Day-1 ALT and AST were highest in IP, however, levels in NC and IC were comparably low on days 1-7. There was no significant correlation of AST or ALT with experimental groups (P=0.615 and P=0.186). On TUNEL, numbers of apoptotic cells at 100× magnification (cells/field) were 31.8±24.2 in NC, 69.0±72.3 in TC, 80.2±63.1 in IP, and 21.2±20.8 in IC (P<0.05). When regeneration capacity was assessed by PCNA staining, PCNA-positive cells (cells/field) at 400× were 3.4±6.0 in NC, 16.9±69 in TC, 17.0±7.8 in IP and 7.4±7.6 in IC (P<0.05).

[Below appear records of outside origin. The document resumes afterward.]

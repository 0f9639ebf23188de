use scenario_core::modes::{ModeParams, ShareMode, TransportMode};
use scenario_core::scenario::{ScenarioComputer, ScenarioSource};
use scenario_core::static_data::{StaticCityDataset, StaticDataLoader};
use scenario_core::test_helpers::{
    active_share_sums, sample_static_dataset, write_sample_static_dataset, FixedZoneProvider,
    sample_zones,
};

#[test]
fn dataset_survives_save_and_load() {
    let dir = tempfile::tempdir().expect("tempdir");
    let path = dir.path().join("paris_75056_static.bin");
    let dataset = sample_static_dataset("fr-75056", 3);
    dataset.save_to_file(&path).expect("save");
    let loaded = StaticCityDataset::from_file(&path).expect("load");
    assert_eq!(loaded, dataset);
}

#[test]
fn loader_keeps_one_resident_copy_per_file() {
    let dir = tempfile::tempdir().expect("tempdir");
    write_sample_static_dataset(dir.path(), "paris_75056_static.bin", "fr-75056", 4);
    let loader = StaticDataLoader::new(dir.path());

    let all = loader
        .load("fr-75056", 15.0, &ModeParams::default())
        .expect("static data for paris");
    let car = loader
        .load("fr-75056", 15.0, &ModeParams::only(&[TransportMode::Car]))
        .expect("static data for paris");

    assert_eq!(loader.resident_count(), 1);
    assert_eq!(all.source, ScenarioSource::Static);
    assert_eq!(all.zones.len(), 4);
    assert!(car.zones.iter().all(|zone| (zone.shares.car - 1.0).abs() < 1e-12));
    assert!(car.zones.iter().all(|zone| zone.shares.walk == 0.0));
    // Re-derivation, not reuse: the all-modes result still has every column.
    assert!(all.zones.iter().all(|zone| zone.shares.walk > 0.0));
}

#[test]
fn corrupt_dataset_is_treated_as_missing() {
    let dir = tempfile::tempdir().expect("tempdir");
    std::fs::write(dir.path().join("lyon_69123_static.bin"), b"not bincode").expect("write");
    let loader = StaticDataLoader::new(dir.path());
    assert!(loader.load("fr-69123", 10.0, &ModeParams::default()).is_none());
    assert_eq!(loader.resident_count(), 0);
}

#[test]
fn computer_prefers_static_data_and_normalizes_shares() {
    let dir = tempfile::tempdir().expect("tempdir");
    write_sample_static_dataset(dir.path(), "paris_75056_static.bin", "fr-75056", 3);
    let computer = ScenarioComputer::new(Box::new(FixedZoneProvider::new(sample_zones(2))))
        .with_static_data(StaticDataLoader::new(dir.path()));

    let mut params = ModeParams::default();
    params.public_transport.car_pt = false;
    let result = computer.compute(" 75056 ", 15.0, Some(&params));

    assert_eq!(result.source, ScenarioSource::Static);
    assert_eq!(result.zones.len(), 3);
    for sum in active_share_sums(&result, &params) {
        assert!((sum - 1.0).abs() < 1e-6);
    }
    for zone in &result.zones {
        assert_eq!(zone.shares.get(ShareMode::PtCar), 0.0);
        assert!(
            (zone.shares.public_transport - zone.shares.pt_walk - zone.shares.pt_bicycle).abs()
                < 1e-12
        );
    }
}

#[test]
fn city_without_dataset_uses_the_zone_model() {
    let dir = tempfile::tempdir().expect("tempdir");
    let computer = ScenarioComputer::new(Box::new(FixedZoneProvider::new(sample_zones(5))))
        .with_static_data(StaticDataLoader::new(dir.path()));
    let result = computer.compute("13055", 15.0, None);
    assert_eq!(result.source, ScenarioSource::Model);
    assert_eq!(result.zones.len(), 5);
}

#[test]
fn all_inactive_returns_fallback_even_with_static_data() {
    let dir = tempfile::tempdir().expect("tempdir");
    write_sample_static_dataset(dir.path(), "paris_75056_static.bin", "fr-75056", 3);
    let computer = ScenarioComputer::new(Box::new(FixedZoneProvider::new(sample_zones(2))))
        .with_static_data(StaticDataLoader::new(dir.path()));
    let result = computer.compute("75056", 15.0, Some(&ModeParams::none_active()));
    assert!(result.is_fallback());
    assert_eq!(computer.static_data().map(|l| l.resident_count()), Some(0));
}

Although regeneration capacity in IP is higher than IC, the liver is vulnerable to ischemic damage in cirrhotic rats. Careful consideration is needed in applying IP in the clinical setting.

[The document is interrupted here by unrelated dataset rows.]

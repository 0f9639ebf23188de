//! Synthetic travel-time weights and aggregate zone indicators.
//!
//! Each mode gets a time weight (minutes) from a base duration plus a linear
//! combination of its cost vector. The coefficients are illustrative defaults
//! tuned for presentation, not calibrated transport-model outputs; they are
//! exposed through [`WeightCoefficients`] so deployments can override them.

use serde::{Deserialize, Serialize};

use crate::modes::{ModeCosts, ModeParams, TransportMode};
use crate::shares::ModeShares;

/// Total trip time is reported as this multiple of the average travel time.
pub const TOTAL_TIME_FACTOR: f64 = 1.2;

/// Base duration per mode in minutes, before cost terms are added.
#[derive(Debug, Clone, Copy, PartialEq, Serialize, Deserialize)]
pub struct BaseMinutes {
    pub car: f64,
    pub bicycle: f64,
    pub walk: f64,
    pub carpool: f64,
    pub public_transport: f64,
}

impl Default for BaseMinutes {
    fn default() -> Self {
        Self {
            car: 20.0,
            bicycle: 15.0,
            walk: 25.0,
            carpool: 18.0,
            public_transport: 22.0,
        }
    }
}

impl BaseMinutes {
    pub fn get(&self, mode: TransportMode) -> f64 {
        match mode {
            TransportMode::Car => self.car,
            TransportMode::Bicycle => self.bicycle,
            TransportMode::Walk => self.walk,
            TransportMode::Carpool => self.carpool,
            TransportMode::PublicTransport => self.public_transport,
        }
    }
}

/// weight = base + time_value · €/h + distance_value · €/km + fixed_cost · €
#[derive(Debug, Clone, Copy, PartialEq, Serialize, Deserialize)]
pub struct WeightCoefficients {
    pub base_minutes: BaseMinutes,
    pub time_value: f64,
    pub distance_value: f64,
    pub fixed_cost: f64,
}

impl Default for WeightCoefficients {
    fn default() -> Self {
        Self {
            base_minutes: BaseMinutes::default(),
            time_value: 0.6,
            distance_value: 4.0,
            fixed_cost: 0.8,
        }
    }
}

impl WeightCoefficients {
    pub fn weight(&self, base_minutes: f64, costs: &ModeCosts) -> f64 {
        base_minutes
            + self.time_value * costs.time_value_per_hour
            + self.distance_value * costs.distance_value_per_km
            + self.fixed_cost * costs.fixed_cost
    }
}

/// Time weight of each priced mode for one request.
#[derive(Debug, Clone, Copy, PartialEq)]
pub struct ModeWeights {
    pub car: f64,
    pub bicycle: f64,
    pub walk: f64,
    pub carpool: f64,
    pub public_transport: f64,
}

impl ModeWeights {
    pub fn from_params(params: &ModeParams, coefficients: &WeightCoefficients) -> Self {
        let weight = |mode: TransportMode| {
            coefficients.weight(coefficients.base_minutes.get(mode), &params.costs(mode))
        };
        Self {
            car: weight(TransportMode::Car),
            bicycle: weight(TransportMode::Bicycle),
            walk: weight(TransportMode::Walk),
            carpool: weight(TransportMode::Carpool),
            public_transport: weight(TransportMode::PublicTransport),
        }
    }

    /// Share-weighted travel time. Public transport contributes through its
    /// aggregate share, so sub-modes share one weight. Inactive modes carry a
    /// zero share and drop out of the sum.
    pub fn average_travel_time(&self, shares: &ModeShares) -> f64 {
        shares.car * self.car
            + shares.bicycle * self.bicycle
            + shares.walk * self.walk
            + shares.carpool * self.carpool
            + shares.public_transport * self.public_transport
    }
}

/// Typical trip distance proxy: square root of the zone area, in km.
pub fn distance_proxy_km(area_m2: f64) -> f64 {
    area_m2.max(0.0).sqrt() / 1000.0
}

pub fn total_time_minutes(average_travel_time: f64) -> f64 {
    average_travel_time * TOTAL_TIME_FACTOR
}
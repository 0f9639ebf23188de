//! Per-zone modal shares and renormalization over the active modes.

use serde::{Deserialize, Serialize};

use crate::modes::ShareMode;

/// Modal shares of one zone. `public_transport` is derived: it always equals
/// the sum of the three public transport sub-mode shares once
/// [`ModeShares::refresh_public_transport`] or [`renormalize`] has run.
#[derive(Debug, Clone, Copy, PartialEq, Default, Serialize, Deserialize)]
pub struct ModeShares {
    pub car: f64,
    pub bicycle: f64,
    pub walk: f64,
    pub carpool: f64,
    pub pt_walk: f64,
    pub pt_car: f64,
    pub pt_bicycle: f64,
    pub public_transport: f64,
}

impl ModeShares {
    pub fn get(&self, mode: ShareMode) -> f64 {
        match mode {
            ShareMode::Car => self.car,
            ShareMode::Bicycle => self.bicycle,
            ShareMode::Walk => self.walk,
            ShareMode::Carpool => self.carpool,
            ShareMode::PtWalk => self.pt_walk,
            ShareMode::PtCar => self.pt_car,
            ShareMode::PtBicycle => self.pt_bicycle,
        }
    }

    pub fn set(&mut self, mode: ShareMode, value: f64) {
        match mode {
            ShareMode::Car => self.car = value,
            ShareMode::Bicycle => self.bicycle = value,
            ShareMode::Walk => self.walk = value,
            ShareMode::Carpool => self.carpool = value,
            ShareMode::PtWalk => self.pt_walk = value,
            ShareMode::PtCar => self.pt_car = value,
            ShareMode::PtBicycle => self.pt_bicycle = value,
        }
    }

    pub fn sum_over(&self, modes: &[ShareMode]) -> f64 {
        modes.iter().map(|mode| self.get(*mode)).sum()
    }

    pub fn refresh_public_transport(&mut self) {
        self.public_transport = self.pt_walk + self.pt_car + self.pt_bicycle;
    }
}

/// Rescale `shares` so the `active` columns sum to 1 and every other column is 0.
///
/// A zone whose active shares sum to zero ends up with all shares at 0.
pub fn renormalize(shares: &mut ModeShares, active: &[ShareMode]) {
    let total = shares.sum_over(active);
    for mode in ShareMode::ALL {
        let value = if total > 0.0 && active.contains(&mode) {
            shares.get(mode) / total
        } else {
            0.0
        };
        shares.set(mode, value);
    }
    shares.refresh_public_transport();
}
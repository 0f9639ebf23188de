//! LRU cache of default-parameter scenarios keyed by (location, radius).

use std::num::NonZeroUsize;
use std::sync::{Arc, Mutex};

use lru::LruCache;

use crate::scenario::{normalize_location, ScenarioResult};

/// Default number of cached scenarios.
pub const DEFAULT_CACHE_CAPACITY: usize = 32;

/// Radii are compared at 4 decimal places (0.1 m).
const RADIUS_SCALE: f64 = 10_000.0;

#[derive(Debug, Clone, PartialEq, Eq, Hash)]
pub struct CacheKey {
    pub location: String,
    radius_scaled: i64,
}

impl CacheKey {
    /// Normalizes the location and rounds the radius to 4 decimal places.
    pub fn new(location: &str, radius_km: f64) -> Self {
        Self {
            location: normalize_location(location),
            radius_scaled: (radius_km * RADIUS_SCALE).round() as i64,
        }
    }

    pub fn radius_km(&self) -> f64 {
        self.radius_scaled as f64 / RADIUS_SCALE
    }
}

/// Thread-safe LRU of shared scenario results.
///
/// The lock is never held while a scenario is computed; two concurrent misses
/// on the same key both compute and the later insert wins.
pub struct ResultCache {
    cache: Mutex<LruCache<CacheKey, Arc<ScenarioResult>>>,
}

impl ResultCache {
    pub fn new(capacity: usize) -> Self {
        Self {
            cache: Mutex::new(LruCache::new(
                NonZeroUsize::new(capacity).unwrap_or(NonZeroUsize::MIN),
            )),
        }
    }

    pub fn get(&self, key: &CacheKey) -> Option<Arc<ScenarioResult>> {
        let mut cache = self.cache.lock().ok()?;
        cache.get(key).cloned()
    }

    pub fn put(&self, key: CacheKey, result: Arc<ScenarioResult>) {
        if let Ok(mut cache) = self.cache.lock() {
            cache.put(key, result);
        }
    }

    /// Cached value for `key`, computing and storing it on a miss.
    pub fn get_or_compute<F>(&self, key: CacheKey, compute: F) -> Arc<ScenarioResult>
    where
        F: FnOnce(&CacheKey) -> ScenarioResult,
    {
        if let Some(hit) = self.get(&key) {
            return hit;
        }
        let result = Arc::new(compute(&key));
        self.put(key, Arc::clone(&result));
        result
    }

    pub fn contains(&self, key: &CacheKey) -> bool {
        self.cache
            .lock()
            .map(|cache| cache.contains(key))
            .unwrap_or(false)
    }

    pub fn len(&self) -> usize {
        self.cache.lock().map(|cache| cache.len()).unwrap_or(0)
    }

    pub fn is_empty(&self) -> bool {
        self.len() == 0
    }

    pub fn clear(&self) {
        if let Ok(mut cache) = self.cache.lock() {
            cache.clear();
        }
    }
}

impl Default for ResultCache {
    fn default() -> Self {
        Self::new(DEFAULT_CACHE_CAPACITY)
    }
}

背景/目的:在以往使用正常大鼠肝脏再生的研究中,缺血预处理(IP)可减轻肝坏死的严重程度并具有抗凋亡作用。本研究评估了IP对肝硬化大鼠肝切除术后肝脏再生的影响。
为诱导肝硬化,将硫代乙酰胺(300mg/kg)每周两次腹腔注射到Sprague-Dawley大鼠体内,持续16周。动物被分为四组:非夹闭组(NC)、完全夹闭组(TC)、缺血预处理组(IP)和间歇性夹闭组(IC)。通过夹闭包括门静脉和肝动脉的左门静脉蒂诱导缺血性损伤。测量肝酶丙氨酸转氨酶(ALT)和天冬氨酸转氨酶(AST)以评估肝损伤。还进行了末端脱氧核苷酸转移酶介导的脱氧尿苷三磷酸缺口末端标记(TUNEL)染色检测凋亡以及增殖细胞核抗原(PCNA)染色检测细胞增殖。
术后第1天IP组的ALT和AST最高,然而,NC组和IC组在术后1 - 7天的水平相对较低。AST或ALT与实验组之间无显著相关性(P = 0.615和P = 0.186)。在TUNEL检测中,100倍放大倍数下(细胞/视野)的凋亡细胞数在NC组为31.8±24.2,TC组为69.0±72.3,IP组为80.2±63.1,IC组为21.2±20.8(P<0.05)。当通过PCNA染色评估再生能力时,400倍放大倍数下PCNA阳性细胞(细胞/视野)在NC组为3.4±6.0,TC组为16.9±69,IP组为17.0±7.8,IC组为7.4±7.6(P<0.05)。
尽管IP组的再生能力高于IC组,但肝硬化大鼠的肝脏易受缺血损伤。在临床应用IP时需要仔细考虑。